As a general rule “ours” (Jesuit-speak for members of the Society) do not keep pets. Fr. Charles Plater SJ was a notable exception. His faithful bulldog Jim would accompany him on visits to convalescing sldiers during the first world war. Plater’s friend and biographer, Fr. Mardindale SJ described Jim as “lumbering”, “apostolic” with a genuine ability to “break ice”. This description in fact holds true of Plater himself: a man acutely interested in the world around him and unafraid of going beyond usual boundaries.
I was reminded of Charles Plater last week whilst at St. Beuno’s for my retreat in preparation for taking vows in September. Plater spent four years at St. Beuno’s between 1907-1911 in the days when it served as the English Province Theologate. Like me, Plater loved to climb to the top garden terrace and behold the enormous view of fields, farms, villages, old towns and spires – a perfect “composition of place” for Ignatius’s meditation on the Kingdom of Christ.
One achievement of Plater’s short life (he died at a mere 45 years of age) was his role in establishing the Catholic Social Guild, a national body encouraging the formation of study groups that equipped working people with knowledge of Catholic Social Teaching at a time when there was a genuine fear that the Church was losing ground to socialistic atheism. In promoting his work, Plater travelled widely and was exposed to widespread destitution affecting workers. His diaries are full of accounts of conversations with everyday people he encountered on trains and streets, be they miners, quarrymen or railway porters. He enquired about their welfare, how they made ends meet, the condition of their housing. Plater’s passion for social justice led him to collaborate with leading non-Catholic churchmen in demanding a “living wage”. He also set up a Catholic Workers’ College in Oxford.
Crucially, Plater was intensely interested in ordinary peoples’ spiritual lives too.

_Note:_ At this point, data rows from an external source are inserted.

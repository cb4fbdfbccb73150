//! 进程级容器

use super::DiContainer;
use crate::config::ConfigMap;
use lazy_static::lazy_static;
use parking_lot::Mutex;
use std::sync::Arc;

lazy_static! {
    static ref GLOBAL_CONTAINER: Mutex<Option<Arc<DiContainer>>> = Mutex::new(None);
}

/// 获取全局容器，不存在时以非测试模式创建
pub fn global_container() -> Arc<DiContainer> {
    GLOBAL_CONTAINER
        .lock()
        .get_or_insert_with(|| Arc::new(DiContainer::default()))
        .clone()
}

/// 创建或重新配置全局容器
///
/// 与全局配置注册表不同，重复调用会更新已有容器的设置。
pub fn configure_global_container(
    test_mode: bool,
    config_override: Option<ConfigMap>,
) -> Arc<DiContainer> {
    let mut slot = GLOBAL_CONTAINER.lock();
    match slot.as_ref() {
        Some(existing) => {
            existing.configure(test_mode, config_override);
            existing.clone()
        }
        None => {
            let container = Arc::new(DiContainer::new(test_mode, config_override));
            *slot = Some(container.clone());
            container
        }
    }
}

/// 丢弃全局容器，下次访问时重新创建
pub fn reset_global_container() {
    GLOBAL_CONTAINER.lock().take();
}

#[cfg(test)]
mod tests {
    use super::*;
    use crate::infrastructure::container::TestMode;

    #[test]
    fn test_global_container_lifecycle() {
        reset_global_container();
        let first = global_container();
        assert!(Arc::ptr_eq(&first, &global_container()));

        let configured = configure_global_container(true, None);
        assert!(Arc::ptr_eq(&first, &configured));
        assert!(configured.test_mode());
        assert_eq!(*configured.resolve::<TestMode>().unwrap(), TestMode(true));

        reset_global_container();
        let fresh = global_container();
        assert!(!Arc::ptr_eq(&first, &fresh));
        assert!(!fresh.test_mode());
        reset_global_container();
    }
}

This brings me back to St. Beuno’s because it was here, half-way up a Welsh mountain, that Charles Plater whilst still only a scholastic studying for ordination that he devised and implemented his scheme for workers’ retreats. In the space of a few years, thousands of lay people were being introduced to Ignatian Spirituality through “preached retreats” taking place in industrial towns and cities up and down the UK. The retreat movement was indeed Plater’s life work and his richest legacy.